Electrokinetic Focusing of E. coli Cells for Enhanced Detection Capability of Field-Effect-Transistor Sensors

• Main Authors: JIANG BO-CHENG, 姜柏丞
• Other Authors: 蔡麗珠
• Format: Others
• Language: zh-TW
• Published: 2017
• Online Access: http://ndltd.ncl.edu.tw/handle/n86kxh

碩士 === 國立臺北科技大學 === 有機高分子研究所 === 105 === 　　Health care and preventive medicine that are all related to the sensor research have recently drawn much attention. Among various detection platforms, molecular sensors based on silicon field-effect-transistor(Si-FET)made by top-down device fabrication technology possess advantages such as high sensitivity, real-time detection and capacity for mass production. Furthermore, when modified with specific probe molecules, good sensing selectivity can be achieved. However, detection of trace amount of target molecules still presents a major challenge even with the present-day start-of-the-art sensing technology. A yet more difficult issue is that the target molecules commonly present in a large amount of analyte, e.g. Escherichia coli (E. coli) in bottled water, detection through microfluidic channels is impractical. 　　In this thesis work, E. coli was chosen as the target antigen. The interaction between antigen and antibody interaction was detected using Si-FETs with the channel surface being modified with E. coli antibody. The E. coli in the analyte was attracted to the channel surface by using hydrodynamics induced by electrothermal flow and dielectrophoresis. An AC electric field was applied on a pair of electrodes to produce a field gradient, causing the dielectrophoresis flow. On the other hand, the current induced Joule heat created a temperature gradient that caused electrothermal flow. A combined effect is a wide range of circulating flow.
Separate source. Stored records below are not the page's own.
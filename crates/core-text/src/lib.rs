//! Chunked text storage and the derived row index.
//!
//! The document lives in a [`ChunkedBuffer`]: an ordered list of bounded
//! chunks whose concatenation is the full text. Editing near a location costs
//! roughly one chunk's worth of work instead of the whole document.
//!
//! [`RowIndex`] derives newline-delimited rows from the buffer once on load
//! and is then patched incrementally by the caller after every edit. The two
//! structures do not know about each other: `core-state::Document` is the only
//! place that mutates both and keeps them in lock step.
//!
//! Units: every offset and length in this crate counts `char`s (Unicode scalar
//! values). One unit is one display column; grapheme clusters are not treated
//! specially.

pub mod buffer;
pub mod motion;
pub mod rows;

pub use buffer::{ChunkedBuffer, DEFAULT_CHUNK_SIZE};
pub use rows::{Row, RowIndex};

/// A position expressed as (row index, unit column within that row).
#[derive(Debug, Clone, Copy, PartialEq, Eq, Default)]
pub struct Position {
    pub row: usize,
    pub column: usize,
}

impl Position {
    pub fn new(row: usize, column: usize) -> Self {
        Self { row, column }
    }
    pub fn origin() -> Self {
        Self { row: 0, column: 0 }
    }
    /// Clamp into `rows`: row below `row_count`, column within the row.
    pub fn clamp_to(&mut self, rows: &RowIndex) {
        self.row = self.row.min(rows.row_count() - 1);
        self.column = self.column.min(rows.row_len(self.row));
    }
}

/// Byte index of the `unit`-th char of `s` (or `s.len()` when `unit` is at or past the end).
pub(crate) fn byte_offset(s: &str, unit: usize) -> usize {
    s.char_indices().nth(unit).map_or(s.len(), |(b, _)| b)
}

/// Number of units (chars) in `s`.
pub fn unit_len(s: &str) -> usize {
    s.chars().count()
}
Electric field and temperature field distribution in the analyte was calculated for various shapes of metal electrode structures such as veins and tip, and the results served as a guide for the electrode design in the experiments. It was found that when a 10 MHz, 10 V voltage was applied on the electrodes of veins and tip structures, E.coli was formed a stable and rapid circulation convection flow. Finally, this molecule-manipulation mechanism was applied to Si-FET sensor with a pair of electrokinetic electrodes. By optical microscope observation, it is found that, with electrokinetic manipulation, the density of E. coli bound to the antibody-modified channel surface increased by approximately 10 times.